Would you please return the lines of the entries below starting at the line that has "async fn open(&self, url: &Url)" and ending at the line that has "let status = response.status();", both included, exactly as they are?

• Material provided:
━━━━━━━━━━
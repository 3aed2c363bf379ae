//! 바이트 스트림 전송.
//!
//! - [`HttpByteStream`]: `ByteStreamOpener` 포트 구현 (reqwest 응답 본문 스트림)
//! - [`ChunkedTransport`]: 바이트 스트림을 `Transport` 포트로 노출. 청크를 레코드
//!   경계와 무관하게 그대로 올리고, 레코드 조립은 세션이 한다.

use std::sync::Arc;

use async_trait::async_trait;
use chatlink_core::error::CoreError;
use chatlink_core::models::connection::TransportKind;
use chatlink_core::ports::byte_stream::{ByteChunkStream, ByteStreamOpener};
use chatlink_core::ports::transport::{Transport, TransportEvent, TransportEventSender};
use futures::stream::StreamExt;
use reqwest::header::{ACCEPT, CACHE_CONTROL};
use tokio::task::JoinHandle;
use tracing::{debug, info, warn};
use url::Url;

/// reqwest 기반 바이트 스트림 연결자
#[derive(Clone)]
pub struct HttpByteStream {
    http_client: reqwest::Client,
}

impl HttpByteStream {
    /// 새 연결자 생성
    pub fn new() -> Result<Self, CoreError> {
        let http_client = reqwest::Client::builder()
            .build()
            .map_err(|e| CoreError::Network(format!("HTTP 클라이언트 빌드 실패: {}", e)))?;
        Ok(Self { http_client })
    }

    /// 기존 HTTP 클라이언트 재사용
    pub fn with_client(http_client: reqwest::Client) -> Self {
        Self { http_client }
    }
}

#[async_trait]
impl ByteStreamOpener for HttpByteStream {
    async fn open(&self, url: &Url) -> Result<ByteChunkStream, CoreError> {
        let response = self
            .http_client
            .get(url.clone())
            .header(ACCEPT, "text/event-stream")
            .header(CACHE_CONTROL, "no-cache")
            .send()
            .await
            .map_err(|e| CoreError::Network(format!("요청 실패: {}", e)))?;

        let status = response.status();
        if !status.is_success() {
            return Err(CoreError::Network(format!("HTTP {}", status)));
        }

        debug!("바이트 스트림 응답 수신: {}", status);
        let stream = response.bytes_stream().map(|chunk| {
            chunk
                .map(|bytes| bytes.to_vec())
                .map_err(|e| CoreError::Network(format!("스트림 읽기 실패: {}", e)))
        });
        Ok(stream.boxed())
    }
}

/// 바이트 스트림 전송 — `Transport` 포트 구현
pub struct ChunkedTransport {
    opener: Arc<dyn ByteStreamOpener>,
    task: Option<JoinHandle<()>>,
}

impl ChunkedTransport {
    /// 연결자를 지정해 생성
    pub fn new(opener: Arc<dyn ByteStreamOpener>) -> Self {
        Self { opener, task: None }
    }

    /// reqwest 연결자로 생성
    pub fn http() -> Result<Self, CoreError> {
        Ok(Self::new(Arc::new(HttpByteStream::new()?)))
    }
}

impl Transport for ChunkedTransport {
    fn kind(&self) -> TransportKind {
        TransportKind::ChunkedStream
    }

    fn open(&mut self, url: &Url, events: TransportEventSender) -> Result<(), CoreError> {
        self.close();
        let runtime = tokio::runtime::Handle::try_current()
            .map_err(|e| CoreError::Internal(format!("tokio 런타임 없음: {}", e)))?;
        let task = runtime.spawn(pump_chunks(self.opener.clone(), url.clone(), events));
        self.task = Some(task);
        Ok(())
    }

    fn close(&mut self) {
        if let Some(task) = self.task.take() {
            task.abort();
            debug!("바이트 스트림 태스크 중단");
        }
    }
}

impl Drop for ChunkedTransport {
    fn drop(&mut self) {
        self.close();
    }
}

async fn pump_chunks(opener: Arc<dyn ByteStreamOpener>, url: Url, events: TransportEventSender) {
    let mut stream = match opener.open(&url).await {
        Ok(stream) => stream,
        Err(e) => {
            warn!("바이트 스트림 연결 실패: {}", e);
            events.send(TransportEvent::Error(e.to_string()));
            return;
        }
    };

    info!("바이트 스트림 연결 수립됨");
    if !events.send(TransportEvent::Open) {
        return;
    }

    while let Some(chunk) = stream.next().await {
        let delivered = match chunk {
            Ok(bytes) => events.send(TransportEvent::Chunk(bytes)),
            Err(e) => {
                warn!("바이트 스트림 에러: {}", e);
                events.send(TransportEvent::Error(e.to_string()));
                return;
            }
        };
        if !delivered {
            return;
        }
    }

    info!("바이트 스트림 종료");
    events.send(TransportEvent::Closed);
}

#[cfg(test)]
mod tests {
    use super::*;
    use chatlink_core::models::connection::ConnectionTag;
    use chatlink_core::ports::transport::TransportEnvelope;
    use std::time::Duration;
    use tokio::sync::mpsc;

    #[tokio::test]
    async fn http_byte_stream_yields_body() {
        let mut server = mockito::Server::new_async().await;
        let _mock = server
            .mock("GET", "/stream")
            .match_query(mockito::Matcher::Any)
            .with_status(200)
            .with_body("data: [DONE]\n\n")
            .create_async()
            .await;

        let opener = HttpByteStream::new().unwrap();
        let url = Url::parse(&format!("{}/stream?session_id=s", server.url())).unwrap();
        let mut stream = opener.open(&url).await.unwrap();

        let mut body = Vec::new();
        while let Some(chunk) = stream.next().await {
            body.extend(chunk.unwrap());
        }
        assert_eq!(body, b"data: [DONE]\n\n");
    }

    #[tokio::test]
    async fn http_byte_stream_rejects_error_status() {
        let mut server = mockito::Server::new_async().await;
        let _mock = server
            .mock("GET", "/stream")
            .with_status(401)
            .with_body("Unauthorized")
            .create_async()
            .await;

        let opener = HttpByteStream::new().unwrap();
        let url = Url::parse(&format!("{}/stream", server.url())).unwrap();
        let result = opener.open(&url).await;
        assert!(matches!(result, Err(CoreError::Network(msg)) if msg.contains("401")));
    }

    struct StaticChunks(Vec<&'static [u8]>);

    #[async_trait]
    impl ByteStreamOpener for StaticChunks {
        async fn open(&self, _url: &Url) -> Result<ByteChunkStream, CoreError> {
            let chunks: Vec<Result<Vec<u8>, CoreError>> =
                self.0.iter().map(|c| Ok(c.to_vec())).collect();
            Ok(futures::stream::iter(chunks).boxed())
        }
    }

    #[tokio::test]
    async fn transport_forwards_raw_chunks() {
        let opener = Arc::new(StaticChunks(vec![b"data: a", b"b\n\n"]));
        let mut transport = ChunkedTransport::new(opener);
        let (tx, mut rx) = mpsc::unbounded_channel::<TransportEnvelope>();
        let tag = ConnectionTag {
            generation: 2,
            serial: 1,
        };
        transport
            .open(
                &Url::parse("http://local.test/s").unwrap(),
                TransportEventSender::new(tag, tx),
            )
            .unwrap();

        let mut events = Vec::new();
        while let Ok(Some(envelope)) = tokio::time::timeout(Duration::from_secs(1), rx.recv()).await {
            assert_eq!(envelope.tag, tag);
            let closed = envelope.event == TransportEvent::Closed;
            events.push(envelope.event);
            if closed {
                break;
            }
        }
        assert_eq!(
            events,
            vec![
                TransportEvent::Open,
                TransportEvent::Chunk(b"data: a".to_vec()),
                TransportEvent::Chunk(b"b\n\n".to_vec()),
                TransportEvent::Closed,
            ]
        );
        assert_eq!(transport.kind(), TransportKind::ChunkedStream);
    }
}
//! 스트림 세션 포트.
//!
//! UI 레이어와의 양방향 계약. 콜백 세 개(`on_chunk`, `on_complete`, `on_error`)가
//! 코어가 위로 노출하는 유일한 출구다. `on_start`는 요청 수락 알림이며 기본 구현은 비어 있다.

use crate::error::StreamError;
use crate::models::metrics::MetricsSnapshot;
use crate::models::request::StreamRequest;

/// 스트림 콜백 수신자
///
/// 콜백은 세션 내부 잠금이 풀린 뒤 호출되므로 안에서 `stop()`을 불러도 된다.
pub trait StreamHandler: Send + Sync {
    /// 새 요청이 검증을 통과해 수락됨. 이 요청의 다른 콜백보다 먼저 호출된다.
    fn on_start(&self) {}

    /// 콘텐츠 델타 수신
    fn on_chunk(&self, delta: &str, accumulated: &str);

    /// 스트림 완료
    fn on_complete(&self, final_text: &str);

    /// 분류된 에러 (세션당 최대 한 번)
    fn on_error(&self, error: &StreamError);
}

/// 스트림 세션 제어
///
/// `StreamSession`(이벤트 전송)과 `ChunkedTransportSession`(바이트 스트림)이 구현한다.
pub trait StreamControl: Send + Sync {
    /// 새 요청 시작. 진행 중인 요청이 있으면 먼저 정리한다.
    fn start(&self, request: StreamRequest) -> Result<(), StreamError>;

    /// 중지. 어떤 상태에서든 여러 번 호출해도 안전하다.
    fn stop(&self);

    /// 마지막 요청을 쿨다운 후 새 연결로 재실행
    fn reconnect(&self) -> Result<(), StreamError>;

    /// 현재 메트릭 스냅샷
    fn metrics(&self) -> MetricsSnapshot;
}
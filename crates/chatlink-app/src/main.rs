//! # chatlink
//!
//! 스트리밍 완성 엔드포인트에 질의 하나를 보내고 응답을 터미널로 흘려보내는 CLI.
//! 설정 파일 로드, CLI 오버라이드, 세션 구동, 시그널 처리를 담당한다.

mod console;
mod lifecycle;

use std::path::{Path, PathBuf};
use std::sync::Arc;

use anyhow::{anyhow, Context, Result};
use chatlink_core::config::AppConfig;
use chatlink_core::config_manager::ConfigManager;
use chatlink_core::models::connection::TransportKind;
use chatlink_core::models::request::StreamRequest;
use chatlink_core::ports::activity::ActivitySource;
use chatlink_core::ports::stream::StreamHandler;
use chatlink_network::activity::{ActivityMonitor, SharedActivityMonitor};
use chatlink_network::host_binding::{BindingSnapshot, BindingStatus, HostBinding};
use clap::{Parser, ValueEnum};
use tracing::{info, warn};
use tracing_subscriber::EnvFilter;

use crate::console::ConsoleHandler;
use crate::lifecycle::Lifecycle;

/// chatlink 스트리밍 클라이언트
///
/// 응답 델타는 stdout, 로그와 메트릭은 stderr로 출력한다.
#[derive(Parser, Debug)]
#[command(name = "chatlink")]
#[command(author, version, about, long_about = None)]
struct Args {
    /// 보낼 질의
    input: String,

    /// 설정 파일 경로 (기본: 플랫폼 설정 디렉토리의 config.json)
    #[arg(long, short = 'c')]
    config: Option<PathBuf>,

    /// 스트리밍 엔드포인트 URL
    #[arg(long, short = 'e')]
    endpoint: Option<String>,

    /// 레거시 인증용 테넌트 해시
    #[arg(long)]
    tenant_hash: Option<String>,

    /// Bearer 토큰 (지정 시 테넌트 해시보다 우선)
    #[arg(long)]
    token: Option<String>,

    /// 대화 세션 ID (기본: 새로 생성)
    #[arg(long)]
    session_id: Option<String>,

    /// 전송 방식
    #[arg(long, value_enum)]
    transport: Option<TransportArg>,

    /// 브라우저 분류에 사용할 User-Agent
    #[arg(long)]
    user_agent: Option<String>,

    /// 최대 재연결 시도 횟수
    #[arg(long)]
    max_attempts: Option<u32>,

    /// 로그 레벨 (trace, debug, info, warn, error)
    #[arg(long, short = 'l', default_value = "warn")]
    log_level: String,
}

/// CLI 전송 방식 이름
#[derive(Debug, Clone, Copy, PartialEq, Eq, ValueEnum)]
enum TransportArg {
    /// text/event-stream 이벤트 전송
    Push,
    /// 원시 바이트 스트림
    Chunked,
}

impl From<TransportArg> for TransportKind {
    fn from(arg: TransportArg) -> Self {
        match arg {
            TransportArg::Push => TransportKind::PushEvent,
            TransportArg::Chunked => TransportKind::ChunkedStream,
        }
    }
}

/// 설정 로드
///
/// 경로를 지정하면 해당 파일을 쓰고(없으면 기본값으로 생성), 아니면 플랫폼
/// 기본 경로를 쓴다. 기본 경로를 쓸 수 없으면 기본 설정으로 진행한다.
fn load_config(path: Option<&Path>) -> Result<AppConfig> {
    match path {
        Some(path) => {
            let manager = ConfigManager::with_path(path.to_path_buf())
                .with_context(|| format!("설정 로드 실패: {}", path.display()))?;
            Ok(manager.get())
        }
        None => match ConfigManager::new() {
            Ok(manager) => {
                info!("설정 파일: {}", manager.config_path().display());
                Ok(manager.get())
            }
            Err(e) => {
                warn!("기본 설정 경로 사용 불가, 기본값 사용: {}", e);
                Ok(AppConfig::default_config())
            }
        },
    }
}

/// CLI 인자로 설정 오버라이드
fn apply_overrides(config: &mut AppConfig, args: &Args) {
    if let Some(ref url) = args.endpoint {
        config.endpoint.url = url.clone();
    }
    if let Some(ref hash) = args.tenant_hash {
        config.endpoint.tenant_hash = Some(hash.clone());
    }
    if let Some(transport) = args.transport {
        config.endpoint.transport = transport.into();
    }
    if let Some(ref ua) = args.user_agent {
        config.endpoint.user_agent = Some(ua.clone());
    }
    if let Some(max_attempts) = args.max_attempts {
        config.reconnect.max_attempts = max_attempts;
    }
}

/// 세션 ID 생성
fn generate_session_id() -> String {
    format!("sess_{}", uuid::Uuid::new_v4().simple())
}

fn build_request(args: &Args) -> StreamRequest {
    let session_id = args.session_id.clone().unwrap_or_else(generate_session_id);
    let request = StreamRequest::new(args.input.clone(), session_id);
    match args.token {
        Some(ref token) => request.with_token(token.clone()),
        None => request,
    }
}

/// 요청을 시작하고 종료 상태 또는 종료 신호까지 대기
async fn stream_until_done(
    binding: &HostBinding,
    request: StreamRequest,
    lifecycle: &Lifecycle,
) -> Result<BindingSnapshot> {
    let mut state_rx = binding.subscribe();
    let mut shutdown_rx = lifecycle.subscribe();

    binding.start(request)?;

    tokio::select! {
        finished = state_rx.wait_for(|snapshot| !snapshot.status.is_busy()) => {
            let snapshot = finished
                .map_err(|_| anyhow!("세션 상태 채널 종료"))?
                .clone();
            Ok(snapshot)
        }
        _ = shutdown_rx.wait_for(|stopped| *stopped) => {
            binding.stop();
            Ok(binding.snapshot())
        }
    }
}

#[tokio::main]
async fn main() -> Result<()> {
    let args = Args::parse();

    // stdout은 응답 본문 전용
    let log_filter = format!(
        "chatlink={0},chatlink_app={0},chatlink_core={0},chatlink_network={0}",
        args.log_level
    );
    tracing_subscriber::fmt()
        .with_env_filter(
            EnvFilter::try_from_default_env().unwrap_or_else(|_| EnvFilter::new(&log_filter)),
        )
        .with_writer(std::io::stderr)
        .init();

    let mut config = load_config(args.config.as_deref())?;
    apply_overrides(&mut config, &args);
    let request = build_request(&args);
    info!(
        "chatlink 시작: {} ({})",
        config.endpoint.url, config.endpoint.transport
    );

    let monitor: SharedActivityMonitor = Arc::new(ActivityMonitor::new());
    let visibility_task = lifecycle::spawn_visibility_signals(monitor.clone())?;

    let activity: &dyn ActivitySource = monitor.as_ref();
    let listener: Arc<dyn StreamHandler> = ConsoleHandler::stdout();
    let binding = HostBinding::from_config(&config, Some(activity), Some(listener))?;

    let lifecycle = Arc::new(Lifecycle::new());
    let signal_task = {
        let lifecycle = lifecycle.clone();
        tokio::spawn(async move {
            if let Err(e) = lifecycle.wait_for_signal().await {
                warn!("시그널 대기 실패: {}", e);
            }
        })
    };

    let outcome = stream_until_done(&binding, request, &lifecycle).await;
    signal_task.abort();
    visibility_task.abort();
    let snapshot = outcome?;

    eprintln!("{}", serde_json::to_string_pretty(&binding.metrics())?);

    match snapshot.status {
        BindingStatus::Failed => {
            let message = snapshot
                .error
                .map(|e| e.to_string())
                .unwrap_or_else(|| "알 수 없는 에러".to_string());
            Err(anyhow!(message))
        }
        BindingStatus::Stopped => {
            info!("사용자 중지");
            Ok(())
        }
        _ => Ok(()),
    }
}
━━━━━━━━━━
• Reply to the task:
    async fn open(&self, url: &Url) -> Result<ByteChunkStream, CoreError> {
        let response = self
            .http_client
            .get(url.clone())
            .header(ACCEPT, "text/event-stream")
            .header(CACHE_CONTROL, "no-cache")
            .send()
            .await
            .map_err(|e| CoreError::Network(format!("요청 실패: {}", e)))?;

        let status = response.status();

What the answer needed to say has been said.